■ REQUIREMENT:
Find and copy each line of the records where the string "InvalidEncoding" shows up.

■ SOURCE MATERIAL:
+++

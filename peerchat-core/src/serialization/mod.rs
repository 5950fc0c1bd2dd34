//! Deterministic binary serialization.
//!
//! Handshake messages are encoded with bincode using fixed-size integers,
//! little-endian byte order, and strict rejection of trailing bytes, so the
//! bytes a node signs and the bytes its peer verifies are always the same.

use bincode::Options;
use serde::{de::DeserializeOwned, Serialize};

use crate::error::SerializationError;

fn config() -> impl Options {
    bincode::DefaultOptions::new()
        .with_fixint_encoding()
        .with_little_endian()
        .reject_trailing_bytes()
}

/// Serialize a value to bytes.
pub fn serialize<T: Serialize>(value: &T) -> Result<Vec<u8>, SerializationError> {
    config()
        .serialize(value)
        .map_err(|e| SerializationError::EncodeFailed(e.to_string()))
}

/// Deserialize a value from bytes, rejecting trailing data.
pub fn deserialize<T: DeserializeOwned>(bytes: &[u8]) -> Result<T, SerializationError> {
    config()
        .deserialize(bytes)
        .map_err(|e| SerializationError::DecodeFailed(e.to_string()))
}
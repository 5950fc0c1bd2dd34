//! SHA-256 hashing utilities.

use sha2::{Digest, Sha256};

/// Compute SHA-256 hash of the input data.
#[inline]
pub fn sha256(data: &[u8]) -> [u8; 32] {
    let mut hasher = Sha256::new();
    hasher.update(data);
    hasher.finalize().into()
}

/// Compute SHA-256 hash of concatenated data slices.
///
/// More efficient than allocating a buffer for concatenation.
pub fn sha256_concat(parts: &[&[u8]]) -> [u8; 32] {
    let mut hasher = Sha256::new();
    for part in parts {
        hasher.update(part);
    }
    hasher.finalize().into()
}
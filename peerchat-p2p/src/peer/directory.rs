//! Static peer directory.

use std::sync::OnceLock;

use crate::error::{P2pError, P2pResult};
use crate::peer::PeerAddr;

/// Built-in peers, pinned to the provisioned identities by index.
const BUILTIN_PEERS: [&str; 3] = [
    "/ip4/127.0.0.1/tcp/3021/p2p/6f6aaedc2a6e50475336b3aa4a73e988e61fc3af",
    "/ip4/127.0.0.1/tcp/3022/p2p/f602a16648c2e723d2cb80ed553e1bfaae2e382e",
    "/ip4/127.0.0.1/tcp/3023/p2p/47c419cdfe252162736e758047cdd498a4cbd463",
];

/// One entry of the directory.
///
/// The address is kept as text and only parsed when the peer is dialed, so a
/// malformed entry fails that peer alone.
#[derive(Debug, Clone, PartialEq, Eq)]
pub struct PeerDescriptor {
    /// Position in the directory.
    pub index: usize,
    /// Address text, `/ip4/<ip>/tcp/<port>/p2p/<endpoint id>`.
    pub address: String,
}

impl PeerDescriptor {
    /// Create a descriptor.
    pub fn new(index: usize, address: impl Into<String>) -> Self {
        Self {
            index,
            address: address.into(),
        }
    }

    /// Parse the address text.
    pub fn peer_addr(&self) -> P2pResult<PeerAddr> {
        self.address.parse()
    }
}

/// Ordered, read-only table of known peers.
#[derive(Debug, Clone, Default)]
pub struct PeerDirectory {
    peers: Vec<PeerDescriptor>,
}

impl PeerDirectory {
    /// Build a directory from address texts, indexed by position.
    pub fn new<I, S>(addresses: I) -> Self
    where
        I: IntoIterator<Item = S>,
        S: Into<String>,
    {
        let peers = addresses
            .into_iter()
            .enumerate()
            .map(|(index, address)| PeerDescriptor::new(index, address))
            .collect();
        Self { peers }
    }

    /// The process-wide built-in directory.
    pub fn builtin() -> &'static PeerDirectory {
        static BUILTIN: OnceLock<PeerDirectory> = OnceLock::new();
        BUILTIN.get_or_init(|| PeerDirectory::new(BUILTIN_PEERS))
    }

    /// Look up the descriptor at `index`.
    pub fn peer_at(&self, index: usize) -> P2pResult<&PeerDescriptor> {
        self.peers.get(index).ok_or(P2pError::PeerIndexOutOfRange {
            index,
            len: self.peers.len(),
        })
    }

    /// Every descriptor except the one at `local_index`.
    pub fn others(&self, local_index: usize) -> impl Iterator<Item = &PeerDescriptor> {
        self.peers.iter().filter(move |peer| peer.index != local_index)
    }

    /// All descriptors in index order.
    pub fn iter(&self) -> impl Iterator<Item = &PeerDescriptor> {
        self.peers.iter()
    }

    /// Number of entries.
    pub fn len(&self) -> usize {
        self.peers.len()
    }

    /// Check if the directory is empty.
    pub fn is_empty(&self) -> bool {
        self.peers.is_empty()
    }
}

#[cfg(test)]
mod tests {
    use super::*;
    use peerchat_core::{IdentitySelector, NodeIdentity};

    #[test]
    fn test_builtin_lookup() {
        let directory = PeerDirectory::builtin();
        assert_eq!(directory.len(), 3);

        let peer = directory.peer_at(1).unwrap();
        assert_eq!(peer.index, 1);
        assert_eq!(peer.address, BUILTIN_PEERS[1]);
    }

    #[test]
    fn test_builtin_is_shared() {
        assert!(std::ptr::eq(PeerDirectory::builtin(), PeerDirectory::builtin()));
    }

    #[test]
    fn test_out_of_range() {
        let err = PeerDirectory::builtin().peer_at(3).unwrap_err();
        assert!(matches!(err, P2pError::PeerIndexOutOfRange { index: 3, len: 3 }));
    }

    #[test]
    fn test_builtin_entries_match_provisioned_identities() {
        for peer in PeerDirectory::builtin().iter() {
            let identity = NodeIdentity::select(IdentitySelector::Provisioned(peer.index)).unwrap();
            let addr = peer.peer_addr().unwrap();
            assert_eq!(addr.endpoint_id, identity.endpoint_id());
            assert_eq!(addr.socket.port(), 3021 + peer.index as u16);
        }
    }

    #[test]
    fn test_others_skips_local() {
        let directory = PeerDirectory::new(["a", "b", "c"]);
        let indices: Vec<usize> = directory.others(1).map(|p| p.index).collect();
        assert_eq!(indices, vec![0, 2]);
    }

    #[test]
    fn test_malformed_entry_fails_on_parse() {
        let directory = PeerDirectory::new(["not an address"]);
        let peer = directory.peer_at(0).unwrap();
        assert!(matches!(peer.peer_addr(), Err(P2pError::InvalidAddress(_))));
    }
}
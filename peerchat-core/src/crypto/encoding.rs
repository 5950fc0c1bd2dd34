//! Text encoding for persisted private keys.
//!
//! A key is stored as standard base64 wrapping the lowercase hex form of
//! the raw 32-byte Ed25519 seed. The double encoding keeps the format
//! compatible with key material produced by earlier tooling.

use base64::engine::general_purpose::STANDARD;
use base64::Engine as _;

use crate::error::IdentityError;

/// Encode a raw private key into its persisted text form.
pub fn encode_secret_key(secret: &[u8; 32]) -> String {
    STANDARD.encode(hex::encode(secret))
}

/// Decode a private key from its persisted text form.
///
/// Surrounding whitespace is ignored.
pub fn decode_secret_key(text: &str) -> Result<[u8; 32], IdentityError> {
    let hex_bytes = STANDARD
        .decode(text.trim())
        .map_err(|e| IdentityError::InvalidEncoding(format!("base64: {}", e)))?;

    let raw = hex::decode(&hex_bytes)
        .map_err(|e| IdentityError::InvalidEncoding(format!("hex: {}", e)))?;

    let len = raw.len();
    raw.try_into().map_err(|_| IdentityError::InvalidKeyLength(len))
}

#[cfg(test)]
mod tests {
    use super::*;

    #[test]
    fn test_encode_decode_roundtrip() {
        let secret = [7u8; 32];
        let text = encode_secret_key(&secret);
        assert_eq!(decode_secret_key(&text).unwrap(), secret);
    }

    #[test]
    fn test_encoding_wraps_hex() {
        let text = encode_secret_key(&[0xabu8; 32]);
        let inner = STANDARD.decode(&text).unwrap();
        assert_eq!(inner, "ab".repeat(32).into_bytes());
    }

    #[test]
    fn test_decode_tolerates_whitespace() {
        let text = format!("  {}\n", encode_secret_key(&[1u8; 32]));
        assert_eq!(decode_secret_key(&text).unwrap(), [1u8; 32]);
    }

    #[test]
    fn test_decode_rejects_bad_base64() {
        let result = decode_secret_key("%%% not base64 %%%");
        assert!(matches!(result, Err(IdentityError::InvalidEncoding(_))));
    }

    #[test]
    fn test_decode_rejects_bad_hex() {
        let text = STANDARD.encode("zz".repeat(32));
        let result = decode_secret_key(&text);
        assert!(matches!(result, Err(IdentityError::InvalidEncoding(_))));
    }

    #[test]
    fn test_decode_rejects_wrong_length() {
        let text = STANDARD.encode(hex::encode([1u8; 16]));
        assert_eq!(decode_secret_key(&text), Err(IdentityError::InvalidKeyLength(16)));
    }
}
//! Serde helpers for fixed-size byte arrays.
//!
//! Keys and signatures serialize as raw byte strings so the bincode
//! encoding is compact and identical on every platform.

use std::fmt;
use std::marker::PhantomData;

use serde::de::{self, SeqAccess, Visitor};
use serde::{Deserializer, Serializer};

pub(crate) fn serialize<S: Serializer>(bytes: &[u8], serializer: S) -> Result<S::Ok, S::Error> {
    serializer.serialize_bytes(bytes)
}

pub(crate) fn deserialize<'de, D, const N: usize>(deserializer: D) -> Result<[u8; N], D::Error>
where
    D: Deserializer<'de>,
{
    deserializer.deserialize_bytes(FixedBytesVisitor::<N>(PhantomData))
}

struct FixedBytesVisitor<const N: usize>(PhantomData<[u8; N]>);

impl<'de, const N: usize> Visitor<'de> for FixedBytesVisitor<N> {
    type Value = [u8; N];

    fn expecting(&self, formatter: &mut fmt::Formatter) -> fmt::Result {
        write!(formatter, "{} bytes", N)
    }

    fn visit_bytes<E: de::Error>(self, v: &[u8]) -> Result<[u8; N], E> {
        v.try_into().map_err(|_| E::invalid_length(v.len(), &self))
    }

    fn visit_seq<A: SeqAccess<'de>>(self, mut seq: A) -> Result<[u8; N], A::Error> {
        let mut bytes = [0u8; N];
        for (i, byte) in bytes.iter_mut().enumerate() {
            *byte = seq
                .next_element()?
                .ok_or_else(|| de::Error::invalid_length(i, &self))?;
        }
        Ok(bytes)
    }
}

+++

■ SOLUTION TO THIS EXERCISE:
        .map_err(|e| IdentityError::InvalidEncoding(format!("base64: {}", e)))?;
        .map_err(|e| IdentityError::InvalidEncoding(format!("hex: {}", e)))?;
        assert!(matches!(result, Err(IdentityError::InvalidEncoding(_))));
        assert!(matches!(result, Err(IdentityError::InvalidEncoding(_))));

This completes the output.